*** Input ***

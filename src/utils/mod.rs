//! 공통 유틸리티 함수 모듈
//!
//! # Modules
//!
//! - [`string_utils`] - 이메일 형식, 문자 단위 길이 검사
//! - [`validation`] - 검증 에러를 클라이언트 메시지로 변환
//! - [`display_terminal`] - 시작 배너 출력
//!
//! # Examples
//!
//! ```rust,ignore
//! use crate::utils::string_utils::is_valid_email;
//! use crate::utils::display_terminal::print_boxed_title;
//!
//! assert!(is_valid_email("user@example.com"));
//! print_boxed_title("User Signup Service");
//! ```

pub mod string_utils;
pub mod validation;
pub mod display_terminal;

*** End of Input ***
*** Input ***

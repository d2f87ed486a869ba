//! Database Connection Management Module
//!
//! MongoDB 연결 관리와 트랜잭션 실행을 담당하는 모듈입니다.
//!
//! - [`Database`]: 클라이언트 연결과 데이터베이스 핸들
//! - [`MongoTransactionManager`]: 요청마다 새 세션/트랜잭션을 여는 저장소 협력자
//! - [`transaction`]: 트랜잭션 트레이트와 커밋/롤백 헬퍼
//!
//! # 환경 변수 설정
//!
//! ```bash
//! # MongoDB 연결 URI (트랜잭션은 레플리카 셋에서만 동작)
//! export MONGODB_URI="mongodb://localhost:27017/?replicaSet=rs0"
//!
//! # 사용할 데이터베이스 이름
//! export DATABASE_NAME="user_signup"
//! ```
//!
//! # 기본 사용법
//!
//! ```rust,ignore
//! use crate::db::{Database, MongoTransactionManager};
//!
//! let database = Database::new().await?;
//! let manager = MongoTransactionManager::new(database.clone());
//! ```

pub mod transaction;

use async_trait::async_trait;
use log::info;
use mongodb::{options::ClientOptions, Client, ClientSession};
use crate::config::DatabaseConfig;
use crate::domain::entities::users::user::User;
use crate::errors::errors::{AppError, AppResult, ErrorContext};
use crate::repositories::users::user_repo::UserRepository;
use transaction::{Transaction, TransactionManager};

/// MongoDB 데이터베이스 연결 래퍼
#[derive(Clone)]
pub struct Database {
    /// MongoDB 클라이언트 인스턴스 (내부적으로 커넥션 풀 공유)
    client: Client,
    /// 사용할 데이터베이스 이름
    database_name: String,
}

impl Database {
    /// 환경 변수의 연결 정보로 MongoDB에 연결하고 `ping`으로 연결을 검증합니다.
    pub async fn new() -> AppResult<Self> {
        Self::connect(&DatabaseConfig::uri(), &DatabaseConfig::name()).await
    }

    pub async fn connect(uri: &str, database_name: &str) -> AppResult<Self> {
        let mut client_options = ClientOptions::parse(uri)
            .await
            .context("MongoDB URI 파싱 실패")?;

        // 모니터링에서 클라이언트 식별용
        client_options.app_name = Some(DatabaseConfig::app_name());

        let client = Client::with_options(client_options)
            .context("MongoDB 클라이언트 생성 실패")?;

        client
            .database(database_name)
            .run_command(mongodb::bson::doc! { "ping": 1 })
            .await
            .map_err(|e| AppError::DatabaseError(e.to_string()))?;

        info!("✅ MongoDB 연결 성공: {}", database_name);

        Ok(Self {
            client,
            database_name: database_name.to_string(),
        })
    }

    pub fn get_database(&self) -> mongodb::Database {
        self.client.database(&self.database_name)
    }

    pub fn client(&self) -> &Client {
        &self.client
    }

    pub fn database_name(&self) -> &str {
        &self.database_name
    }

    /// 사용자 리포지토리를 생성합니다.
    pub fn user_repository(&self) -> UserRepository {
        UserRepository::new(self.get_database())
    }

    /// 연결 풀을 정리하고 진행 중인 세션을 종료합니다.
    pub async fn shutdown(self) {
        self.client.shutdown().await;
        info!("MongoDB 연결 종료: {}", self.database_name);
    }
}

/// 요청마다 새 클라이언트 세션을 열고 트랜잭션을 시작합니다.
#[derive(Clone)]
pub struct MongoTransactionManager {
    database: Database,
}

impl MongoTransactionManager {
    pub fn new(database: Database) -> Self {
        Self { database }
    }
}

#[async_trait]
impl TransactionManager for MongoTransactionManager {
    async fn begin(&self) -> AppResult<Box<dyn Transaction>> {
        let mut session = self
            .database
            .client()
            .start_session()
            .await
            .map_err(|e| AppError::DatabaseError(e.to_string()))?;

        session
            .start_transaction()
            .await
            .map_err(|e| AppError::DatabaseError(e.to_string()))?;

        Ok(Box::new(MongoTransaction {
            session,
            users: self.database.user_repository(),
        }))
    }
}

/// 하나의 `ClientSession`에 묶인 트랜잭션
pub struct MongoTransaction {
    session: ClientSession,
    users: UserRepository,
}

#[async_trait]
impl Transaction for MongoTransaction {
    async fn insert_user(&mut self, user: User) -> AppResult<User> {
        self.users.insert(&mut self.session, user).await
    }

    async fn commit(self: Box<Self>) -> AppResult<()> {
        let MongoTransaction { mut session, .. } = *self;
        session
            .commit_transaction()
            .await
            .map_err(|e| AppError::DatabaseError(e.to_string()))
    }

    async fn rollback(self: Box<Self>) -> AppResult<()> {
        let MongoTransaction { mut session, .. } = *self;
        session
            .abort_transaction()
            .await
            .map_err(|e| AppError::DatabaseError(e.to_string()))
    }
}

*** End of Input ***

• _Exercise description_
From the listing above, the lines starting with the one that has "클라이언트 메시지로 변환" and running through the one that has "pub mod display_terminal;" should be copied exactly, ends included.

• _Answer space_
//! - [`validation`] - 검증 에러를 클라이언트 메시지로 변환
//! - [`display_terminal`] - 시작 배너 출력
//!
//! # Examples
//!
//! ```rust,ignore
//! use crate::utils::string_utils::is_valid_email;
//! use crate::utils::display_terminal::print_boxed_title;
//!
//! assert!(is_valid_email("user@example.com"));
//! print_boxed_title("User Signup Service");
//! ```

pub mod string_utils;
pub mod validation;
pub mod display_terminal;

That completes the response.